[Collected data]
------------------------------------------------------------
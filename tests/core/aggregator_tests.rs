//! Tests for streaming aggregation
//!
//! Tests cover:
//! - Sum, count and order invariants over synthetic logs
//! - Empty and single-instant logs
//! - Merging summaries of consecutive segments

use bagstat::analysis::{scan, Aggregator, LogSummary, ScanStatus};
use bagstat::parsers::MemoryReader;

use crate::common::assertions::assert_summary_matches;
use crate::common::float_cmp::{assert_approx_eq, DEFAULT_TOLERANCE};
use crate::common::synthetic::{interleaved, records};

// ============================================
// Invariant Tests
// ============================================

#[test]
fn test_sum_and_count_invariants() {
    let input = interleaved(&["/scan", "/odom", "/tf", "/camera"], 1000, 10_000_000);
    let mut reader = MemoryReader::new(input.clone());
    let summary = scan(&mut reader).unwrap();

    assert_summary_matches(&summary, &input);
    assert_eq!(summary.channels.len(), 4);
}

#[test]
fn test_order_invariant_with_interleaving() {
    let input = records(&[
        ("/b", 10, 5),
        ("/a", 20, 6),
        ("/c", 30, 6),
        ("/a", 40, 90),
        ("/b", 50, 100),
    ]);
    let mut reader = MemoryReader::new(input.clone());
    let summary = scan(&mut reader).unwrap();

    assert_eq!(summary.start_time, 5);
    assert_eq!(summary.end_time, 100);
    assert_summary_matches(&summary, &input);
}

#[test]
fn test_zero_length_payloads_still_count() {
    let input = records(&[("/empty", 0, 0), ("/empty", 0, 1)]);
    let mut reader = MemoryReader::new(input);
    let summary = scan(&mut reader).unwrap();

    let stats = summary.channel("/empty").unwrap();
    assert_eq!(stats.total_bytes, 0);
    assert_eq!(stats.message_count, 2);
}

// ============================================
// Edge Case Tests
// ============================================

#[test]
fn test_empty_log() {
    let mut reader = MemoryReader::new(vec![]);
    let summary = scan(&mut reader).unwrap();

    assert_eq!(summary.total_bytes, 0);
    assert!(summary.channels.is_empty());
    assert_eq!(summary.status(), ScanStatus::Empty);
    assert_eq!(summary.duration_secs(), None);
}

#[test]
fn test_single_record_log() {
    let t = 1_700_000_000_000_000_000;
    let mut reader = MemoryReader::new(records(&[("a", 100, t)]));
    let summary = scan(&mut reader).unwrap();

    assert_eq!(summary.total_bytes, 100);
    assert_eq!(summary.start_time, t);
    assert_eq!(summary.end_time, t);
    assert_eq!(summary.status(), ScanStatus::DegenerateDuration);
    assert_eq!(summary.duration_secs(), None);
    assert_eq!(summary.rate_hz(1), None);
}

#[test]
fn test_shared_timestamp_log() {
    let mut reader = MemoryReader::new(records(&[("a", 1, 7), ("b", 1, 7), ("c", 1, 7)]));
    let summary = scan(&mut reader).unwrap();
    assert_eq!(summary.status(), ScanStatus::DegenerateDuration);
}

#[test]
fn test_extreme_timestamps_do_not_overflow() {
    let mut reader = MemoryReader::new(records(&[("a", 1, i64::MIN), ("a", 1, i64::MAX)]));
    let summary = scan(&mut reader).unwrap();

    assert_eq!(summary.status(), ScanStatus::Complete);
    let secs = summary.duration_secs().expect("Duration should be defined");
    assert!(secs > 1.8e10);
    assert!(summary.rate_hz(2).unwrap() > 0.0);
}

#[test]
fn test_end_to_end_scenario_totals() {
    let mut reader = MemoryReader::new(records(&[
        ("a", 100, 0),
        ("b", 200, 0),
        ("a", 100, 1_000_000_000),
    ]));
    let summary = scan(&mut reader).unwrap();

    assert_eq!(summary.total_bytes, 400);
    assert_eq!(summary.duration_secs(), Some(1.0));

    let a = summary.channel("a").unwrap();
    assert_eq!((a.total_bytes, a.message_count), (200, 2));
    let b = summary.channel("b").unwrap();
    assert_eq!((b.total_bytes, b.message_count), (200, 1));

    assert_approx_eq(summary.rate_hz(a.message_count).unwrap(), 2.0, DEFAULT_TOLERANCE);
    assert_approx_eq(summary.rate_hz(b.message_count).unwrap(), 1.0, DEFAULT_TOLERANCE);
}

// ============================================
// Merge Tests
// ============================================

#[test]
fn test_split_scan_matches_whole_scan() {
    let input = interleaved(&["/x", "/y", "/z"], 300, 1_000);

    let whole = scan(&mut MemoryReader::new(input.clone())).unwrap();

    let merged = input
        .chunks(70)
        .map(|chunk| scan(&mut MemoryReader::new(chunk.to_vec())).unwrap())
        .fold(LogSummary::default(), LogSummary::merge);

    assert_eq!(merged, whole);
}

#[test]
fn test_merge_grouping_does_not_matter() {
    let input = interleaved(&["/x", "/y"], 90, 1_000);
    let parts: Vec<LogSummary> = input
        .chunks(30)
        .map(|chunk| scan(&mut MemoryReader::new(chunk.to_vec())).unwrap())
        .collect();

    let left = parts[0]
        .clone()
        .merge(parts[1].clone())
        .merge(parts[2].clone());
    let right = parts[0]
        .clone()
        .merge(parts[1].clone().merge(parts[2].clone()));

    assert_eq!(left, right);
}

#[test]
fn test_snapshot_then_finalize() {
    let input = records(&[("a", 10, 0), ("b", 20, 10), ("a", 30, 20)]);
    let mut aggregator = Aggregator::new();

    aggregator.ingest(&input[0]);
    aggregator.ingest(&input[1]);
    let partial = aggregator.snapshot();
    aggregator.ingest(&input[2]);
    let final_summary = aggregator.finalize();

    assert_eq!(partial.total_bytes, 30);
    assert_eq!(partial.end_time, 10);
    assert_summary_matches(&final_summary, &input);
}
------------------------------------------------------------
* _Exercise details_:
Give back the data exactly, with no line dropped.

* _Written solution_:
filename tests/core/aggregator_tests.rs
//! Tests for streaming aggregation
//!
//! Tests cover:
//! - Sum, count and order invariants over synthetic logs
//! - Empty and single-instant logs
//! - Merging summaries of consecutive segments

use bagstat::analysis::{scan, Aggregator, LogSummary, ScanStatus};
use bagstat::parsers::MemoryReader;

use crate::common::assertions::assert_summary_matches;
use crate::common::float_cmp::{assert_approx_eq, DEFAULT_TOLERANCE};
use crate::common::synthetic::{interleaved, records};

// ============================================
// Invariant Tests
// ============================================

#[test]
fn test_sum_and_count_invariants() {
    let input = interleaved(&["/scan", "/odom", "/tf", "/camera"], 1000, 10_000_000);
    let mut reader = MemoryReader::new(input.clone());
    let summary = scan(&mut reader).unwrap();

    assert_summary_matches(&summary, &input);
    assert_eq!(summary.channels.len(), 4);
}

#[test]
fn test_order_invariant_with_interleaving() {
    let input = records(&[
        ("/b", 10, 5),
        ("/a", 20, 6),
        ("/c", 30, 6),
        ("/a", 40, 90),
        ("/b", 50, 100),
    ]);
    let mut reader = MemoryReader::new(input.clone());
    let summary = scan(&mut reader).unwrap();

    assert_eq!(summary.start_time, 5);
    assert_eq!(summary.end_time, 100);
    assert_summary_matches(&summary, &input);
}

#[test]
fn test_zero_length_payloads_still_count() {
    let input = records(&[("/empty", 0, 0), ("/empty", 0, 1)]);
    let mut reader = MemoryReader::new(input);
    let summary = scan(&mut reader).unwrap();

    let stats = summary.channel("/empty").unwrap();
    assert_eq!(stats.total_bytes, 0);
    assert_eq!(stats.message_count, 2);
}

// ============================================
// Edge Case Tests
// ============================================

#[test]
fn test_empty_log() {
    let mut reader = MemoryReader::new(vec![]);
    let summary = scan(&mut reader).unwrap();

    assert_eq!(summary.total_bytes, 0);
    assert!(summary.channels.is_empty());
    assert_eq!(summary.status(), ScanStatus::Empty);
    assert_eq!(summary.duration_secs(), None);
}

#[test]
fn test_single_record_log() {
    let t = 1_700_000_000_000_000_000;
    let mut reader = MemoryReader::new(records(&[("a", 100, t)]));
    let summary = scan(&mut reader).unwrap();

    assert_eq!(summary.total_bytes, 100);
    assert_eq!(summary.start_time, t);
    assert_eq!(summary.end_time, t);
    assert_eq!(summary.status(), ScanStatus::DegenerateDuration);
    assert_eq!(summary.duration_secs(), None);
    assert_eq!(summary.rate_hz(1), None);
}

#[test]
fn test_shared_timestamp_log() {
    let mut reader = MemoryReader::new(records(&[("a", 1, 7), ("b", 1, 7), ("c", 1, 7)]));
    let summary = scan(&mut reader).unwrap();
    assert_eq!(summary.status(), ScanStatus::DegenerateDuration);
}

#[test]
fn test_extreme_timestamps_do_not_overflow() {
    let mut reader = MemoryReader::new(records(&[("a", 1, i64::MIN), ("a", 1, i64::MAX)]));
    let summary = scan(&mut reader).unwrap();

    assert_eq!(summary.status(), ScanStatus::Complete);
    let secs = summary.duration_secs().expect("Duration should be defined");
    assert!(secs > 1.8e10);
    assert!(summary.rate_hz(2).unwrap() > 0.0);
}

#[test]
fn test_end_to_end_scenario_totals() {
    let mut reader = MemoryReader::new(records(&[
        ("a", 100, 0),
        ("b", 200, 0),
        ("a", 100, 1_000_000_000),
    ]));
    let summary = scan(&mut reader).unwrap();

    assert_eq!(summary.total_bytes, 400);
    assert_eq!(summary.duration_secs(), Some(1.0));

    let a = summary.channel("a").unwrap();
    assert_eq!((a.total_bytes, a.message_count), (200, 2));
    let b = summary.channel("b").unwrap();
    assert_eq!((b.total_bytes, b.message_count), (200, 1));

    assert_approx_eq(summary.rate_hz(a.message_count).unwrap(), 2.0, DEFAULT_TOLERANCE);
    assert_approx_eq(summary.rate_hz(b.message_count).unwrap(), 1.0, DEFAULT_TOLERANCE);
}

// ============================================
// Merge Tests
// ============================================

#[test]
fn test_split_scan_matches_whole_scan() {
    let input = interleaved(&["/x", "/y", "/z"], 300, 1_000);

    let whole = scan(&mut MemoryReader::new(input.clone())).unwrap();

    let merged = input
        .chunks(70)
        .map(|chunk| scan(&mut MemoryReader::new(chunk.to_vec())).unwrap())
        .fold(LogSummary::default(), LogSummary::merge);

    assert_eq!(merged, whole);
}

#[test]
fn test_merge_grouping_does_not_matter() {
    let input = interleaved(&["/x", "/y"], 90, 1_000);
    let parts: Vec<LogSummary> = input
        .chunks(30)
        .map(|chunk| scan(&mut MemoryReader::new(chunk.to_vec())).unwrap())
        .collect();

    let left = parts[0]
        .clone()
        .merge(parts[1].clone())
        .merge(parts[2].clone());
    let right = parts[0]
        .clone()
        .merge(parts[1].clone().merge(parts[2].clone()));

    assert_eq!(left, right);
}

#[test]
fn test_snapshot_then_finalize() {
    let input = records(&[("a", 10, 0), ("b", 20, 10), ("a", 30, 20)]);
    let mut aggregator = Aggregator::new();

    aggregator.ingest(&input[0]);
    aggregator.ingest(&input[1]);
    let partial = aggregator.snapshot();
    aggregator.ingest(&input[2]);
    let final_summary = aggregator.finalize();

    assert_eq!(partial.total_bytes, 30);
    assert_eq!(partial.end_time, 10);
    assert_summary_matches(&final_summary, &input);
}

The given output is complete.